They argue that Bürger has created too large a universe for comparison and that the appropriate simulation is to check cherry-picking of 14 out of 16 – and, surprise, surprise, they emerge with seemingly significant results:
The assessment of the statistical significance of the results of (2) is modified so that, rather than comparing the real proxy results with a similar analysis based on 14 random synthetic proxy series, we now generate 16 synthetic series and select for analysis the 14 that exhibit the strongest correlations with their local temperature records.
Nowhere in either article are bristlecones mentioned and yet they feature prominently in the differing results. Osborn and Briffa use Mann’s discredited PC1 as one proxy and nearby foxtails as another – two out of 14 in a “random” sample! As observed here previously, these do not have a significant correlation with temperature.

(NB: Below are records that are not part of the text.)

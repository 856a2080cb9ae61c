use std::path::{Path, PathBuf};
use std::time::{Duration, Instant};

use serde::{Deserialize, Serialize};
use tracing::{debug, info, warn};

use crate::timeline::Clip;

/// Lifecycle of the processing session.
#[derive(Debug, Clone, Copy, Default, PartialEq, Eq, Serialize, Deserialize)]
#[serde(rename_all = "camelCase")]
pub enum SessionPhase {
    #[default]
    Idle,
    Running,
    Succeeded,
    Failed,
}

/// Detection settings sent with every processing request.
#[derive(Debug, Clone, Copy, PartialEq, Serialize, Deserialize)]
#[serde(rename_all = "camelCase", default)]
pub struct ProcessOptions {
    pub thread_count: usize,
    pub include_assists: bool,
    pub include_spectating: bool,
    /// Seconds kept before each elimination.
    pub elim_clip_duration: f64,
    pub hardware_acceleration: bool,
}

impl Default for ProcessOptions {
    fn default() -> Self {
        Self {
            thread_count: detector_process::max_thread_count(),
            include_assists: true,
            include_spectating: false,
            elim_clip_duration: 4.0,
            hardware_acceleration: true,
        }
    }
}

/// Payload of the backend `process` call.
#[derive(Debug, Clone, PartialEq, Serialize)]
#[serde(rename_all = "camelCase")]
pub struct ProcessRequest {
    pub input: PathBuf,
    pub threads: usize,
    pub include_assists: bool,
    pub include_spectating: bool,
    pub elim_clip_duration: f64,
    pub hw_accel: bool,
}

impl ProcessRequest {
    pub fn new(input: &Path, options: &ProcessOptions) -> Self {
        Self {
            input: input.to_path_buf(),
            threads: options.thread_count.max(1),
            include_assists: options.include_assists,
            include_spectating: options.include_spectating,
            elim_clip_duration: options.elim_clip_duration,
            hw_accel: options.hardware_acceleration,
        }
    }
}

/// Successful reply of the backend `process` call.
#[derive(Debug, Clone, PartialEq, Serialize, Deserialize)]
#[serde(rename_all = "camelCase")]
pub struct ProcessResult {
    pub clips: Vec<Clip>,
    pub keyframes: Vec<f64>,
    #[serde(default, alias = "input_duration")]
    pub input_duration: Option<f64>,
}

impl ProcessResult {
    /// Reported input duration, falling back to the last keyframe.
    pub fn resolved_input_duration(&self) -> Option<f64> {
        self.input_duration.or_else(|| self.keyframes.last().copied())
    }
}

/// Payload of the backend `write_clips` call: the edited timeline to cut out
/// of `input`.
#[derive(Debug, Clone, PartialEq, Serialize)]
#[serde(rename_all = "camelCase")]
pub struct ExportRequest {
    pub input: PathBuf,
    pub output: PathBuf,
    pub clips: Vec<Clip>,
    pub keyframes: Vec<f64>,
}

/// One sample from the backend `progress` stream.
#[derive(Debug, Clone, Copy, PartialEq, Serialize, Deserialize)]
pub struct ProgressSample {
    /// Fraction of the input processed, `0.0..=1.0`.
    pub progress: f64,
    /// Processing speed relative to realtime.
    pub speed: f64,
}

/// State machine wrapping one backend processing job at a time.
#[derive(Debug, Clone, PartialEq)]
pub struct ProcessingSession {
    phase: SessionPhase,
    progress: f64,
    speed: f64,
    elapsed: Duration,
    started_at: Option<Instant>,
    options: ProcessOptions,
    last_error: Option<String>,
}

impl ProcessingSession {
    pub fn new(options: ProcessOptions) -> Self {
        Self {
            phase: SessionPhase::Idle,
            progress: 0.0,
            speed: 0.0,
            elapsed: Duration::ZERO,
            started_at: None,
            options,
            last_error: None,
        }
    }

    pub fn phase(&self) -> SessionPhase {
        self.phase
    }

    pub fn is_processing(&self) -> bool {
        self.phase == SessionPhase::Running
    }

    pub fn progress(&self) -> f64 {
        self.progress
    }

    pub fn speed(&self) -> f64 {
        self.speed
    }

    pub fn elapsed(&self) -> Duration {
        self.elapsed
    }

    pub fn options(&self) -> &ProcessOptions {
        &self.options
    }

    pub fn last_error(&self) -> Option<&str> {
        self.last_error.as_deref()
    }

    /// Replaces the options used by the next run. Rejected while running.
    pub fn set_options(&mut self, options: ProcessOptions) -> bool {
        if self.is_processing() {
            warn!("options change ignored: processing in progress");
            return false;
        }
        self.options = options;
        true
    }

    /// Arms a new run and returns the request to issue.
    ///
    /// Returns `None` without touching any state when a run is already in
    /// progress; concurrent starts are dropped, not queued.
    ///
    /// # Example
    /// ```
    /// use std::path::Path;
    /// use std::time::Instant;
    ///
    /// use clip_engine::{ProcessOptions, ProcessingSession};
    ///
    /// let mut session = ProcessingSession::new(ProcessOptions::default());
    /// let now = Instant::now();
    /// assert!(session.start(Path::new("match.mp4"), now).is_some());
    /// assert!(session.start(Path::new("match.mp4"), now).is_none());
    /// ```
    pub fn start(&mut self, input: &Path, now: Instant) -> Option<ProcessRequest> {
        if self.is_processing() {
            debug!(input = ?input, "start ignored: already processing");
            return None;
        }

        self.phase = SessionPhase::Running;
        self.progress = 0.0;
        self.speed = 0.0;
        self.elapsed = Duration::ZERO;
        self.started_at = Some(now);
        self.last_error = None;

        let request = ProcessRequest::new(input, &self.options);
        info!(
            input = ?request.input,
            threads = request.threads,
            include_assists = request.include_assists,
            include_spectating = request.include_spectating,
            elim_clip_duration = request.elim_clip_duration,
            hw_accel = request.hw_accel,
            "processing started"
        );
        Some(request)
    }

    /// Applies one progress sample. Ignored unless running.
    ///
    /// Speed is last-write-wins; progress never moves backwards within a run.
    pub fn apply_progress(&mut self, sample: ProgressSample) -> bool {
        if !self.is_processing() {
            debug!(progress = sample.progress, "progress ignored: not processing");
            return false;
        }

        let incoming = if sample.progress.is_finite() {
            sample.progress.clamp(0.0, 1.0)
        } else {
            self.progress
        };
        if incoming < self.progress {
            debug!(
                previous = self.progress,
                incoming, "progress regression clamped"
            );
        }
        self.progress = self.progress.max(incoming);
        if sample.speed.is_finite() {
            self.speed = sample.speed;
        }
        true
    }

    /// Marks the running job as succeeded and records the elapsed time.
    pub fn succeed(&mut self, now: Instant) -> bool {
        if !self.is_processing() {
            warn!("completion ignored: not processing");
            return false;
        }

        self.phase = SessionPhase::Succeeded;
        self.elapsed = self
            .started_at
            .map(|started| now.saturating_duration_since(started))
            .unwrap_or_default();
        info!(elapsed_secs = self.elapsed.as_secs_f64(), "processing succeeded");
        true
    }

    /// Marks the running job as failed. Progress, speed and elapsed keep their
    /// last values.
    pub fn fail(&mut self, message: impl Into<String>) -> bool {
        let message = message.into();
        if !self.is_processing() {
            warn!(%message, "failure ignored: not processing");
            return false;
        }

        warn!(%message, progress = self.progress, "processing failed");
        self.phase = SessionPhase::Failed;
        self.last_error = Some(message);
        true
    }
}

impl Default for ProcessingSession {
    fn default() -> Self {
        Self::new(ProcessOptions::default())
    }
}

#[cfg(test)]
mod tests {
    use std::path::Path;
    use std::time::{Duration, Instant};

    use super::{
        ProcessOptions, ProcessRequest, ProcessResult, ProcessingSession, ProgressSample,
        SessionPhase,
    };
    use crate::timeline::Clip;

    fn options() -> ProcessOptions {
        ProcessOptions {
            thread_count: 6,
            include_assists: false,
            include_spectating: true,
            elim_clip_duration: 3.5,
            hardware_acceleration: false,
        }
    }

    #[test]
    fn start_twice_while_running_issues_one_request() {
        let mut session = ProcessingSession::new(options());
        let now = Instant::now();

        let first = session.start(Path::new("a.mp4"), now);
        let second = session.start(Path::new("b.mp4"), now);

        assert_eq!(
            first,
            Some(ProcessRequest {
                input: "a.mp4".into(),
                threads: 6,
                include_assists: false,
                include_spectating: true,
                elim_clip_duration: 3.5,
                hw_accel: false,
            })
        );
        assert!(second.is_none());
        assert_eq!(session.phase(), SessionPhase::Running);
    }

    #[test]
    fn start_resets_live_fields_from_previous_run() {
        let mut session = ProcessingSession::new(options());
        let t0 = Instant::now();
        session.start(Path::new("a.mp4"), t0);
        session.apply_progress(ProgressSample {
            progress: 0.8,
            speed: 4.0,
        });
        session.succeed(t0 + Duration::from_secs(3));

        session.start(Path::new("a.mp4"), t0 + Duration::from_secs(5));

        assert_eq!(session.progress(), 0.0);
        assert_eq!(session.speed(), 0.0);
        assert_eq!(session.elapsed(), Duration::ZERO);
        assert!(session.is_processing());
    }

    #[test]
    fn progress_is_last_write_wins_but_never_regresses() {
        let mut session = ProcessingSession::new(options());
        session.start(Path::new("a.mp4"), Instant::now());

        session.apply_progress(ProgressSample {
            progress: 0.4,
            speed: 2.0,
        });
        session.apply_progress(ProgressSample {
            progress: 0.3,
            speed: 1.5,
        });

        assert_eq!(session.progress(), 0.4);
        assert_eq!(session.speed(), 1.5);

        session.apply_progress(ProgressSample {
            progress: 7.0,
            speed: 1.0,
        });
        assert_eq!(session.progress(), 1.0);
    }

    #[test]
    fn progress_is_ignored_when_idle() {
        let mut session = ProcessingSession::new(options());

        let applied = session.apply_progress(ProgressSample {
            progress: 0.5,
            speed: 1.0,
        });

        assert!(!applied);
        assert_eq!(session.progress(), 0.0);
    }

    #[test]
    fn succeed_records_elapsed_since_start() {
        let mut session = ProcessingSession::new(options());
        let t0 = Instant::now();
        session.start(Path::new("a.mp4"), t0);

        assert!(session.succeed(t0 + Duration::from_millis(2_500)));

        assert_eq!(session.phase(), SessionPhase::Succeeded);
        assert_eq!(session.elapsed(), Duration::from_millis(2_500));
        assert!(!session.is_processing());
    }

    #[test]
    fn fail_keeps_progress_for_diagnostics_and_allows_restart() {
        let mut session = ProcessingSession::new(options());
        let t0 = Instant::now();
        session.start(Path::new("a.mp4"), t0);
        session.apply_progress(ProgressSample {
            progress: 0.25,
            speed: 3.0,
        });

        assert!(session.fail("decoder crashed"));

        assert_eq!(session.phase(), SessionPhase::Failed);
        assert_eq!(session.progress(), 0.25);
        assert_eq!(session.speed(), 3.0);
        assert_eq!(session.last_error(), Some("decoder crashed"));
        assert!(session.start(Path::new("a.mp4"), t0).is_some());
        assert_eq!(session.last_error(), None);
    }

    #[test]
    fn completion_without_running_job_is_ignored() {
        let mut session = ProcessingSession::new(options());

        assert!(!session.succeed(Instant::now()));
        assert!(!session.fail("late failure"));
        assert_eq!(session.phase(), SessionPhase::Idle);
    }

    #[test]
    fn options_are_frozen_while_running() {
        let mut session = ProcessingSession::new(options());
        session.start(Path::new("a.mp4"), Instant::now());

        assert!(!session.set_options(ProcessOptions::default()));
        assert_eq!(session.options(), &options());
    }

    #[test]
    fn result_input_duration_defaults_to_last_keyframe() {
        let result: ProcessResult =
            serde_json::from_str(r#"{"clips":[[1,2]],"keyframes":[0,2,4.5]}"#)
                .expect("parse result");

        assert_eq!(result.clips, vec![Clip::new(1.0, 2.0)]);
        assert_eq!(result.resolved_input_duration(), Some(4.5));
    }

    #[test]
    fn result_accepts_snake_case_input_duration() {
        let result: ProcessResult = serde_json::from_str(
            r#"{"clips":[],"keyframes":[0,2],"input_duration":9.0}"#,
        )
        .expect("parse result");

        assert_eq!(result.resolved_input_duration(), Some(9.0));
    }

    #[test]
    fn request_serializes_with_rpc_field_names() {
        let request = ProcessRequest::new(Path::new("in.mp4"), &options());

        let value = serde_json::to_value(&request).expect("serialize request");

        assert_eq!(value["input"], "in.mp4");
        assert_eq!(value["threads"], 6);
        assert_eq!(value["includeAssists"], false);
        assert_eq!(value["includeSpectating"], true);
        assert_eq!(value["elimClipDuration"], 3.5);
        assert_eq!(value["hwAccel"], false);
    }
}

Under Bürger’s slightly more stringent hurdle, series 1 and 3 are excluded as having too low a correlation (these are the PC1 and foxtails, both of which are HS shaped and important to elevated 20th century results.) Osborn and Briffa say that they use a low correlation hurdle for the following reason:
Our decision to use a weak criterion for selecting proxy records was intended to reduce the probability of erroneous exclusion of good proxies.
Well, one of the “good proxies” that they are working hard not to exclude is Mann’s PC1. 😈 In addition, it is obviously ludicrous that the Team should continue to keep presenting permutations of bristlecones and foxtails as new studies, like the dead parrot in Monty Python. If, in addition, they have to lower the hurdle to get these series in, then don’t lower the hurdle. If the results are any good, they should survive the presence/absence of bristlecones/foxtails.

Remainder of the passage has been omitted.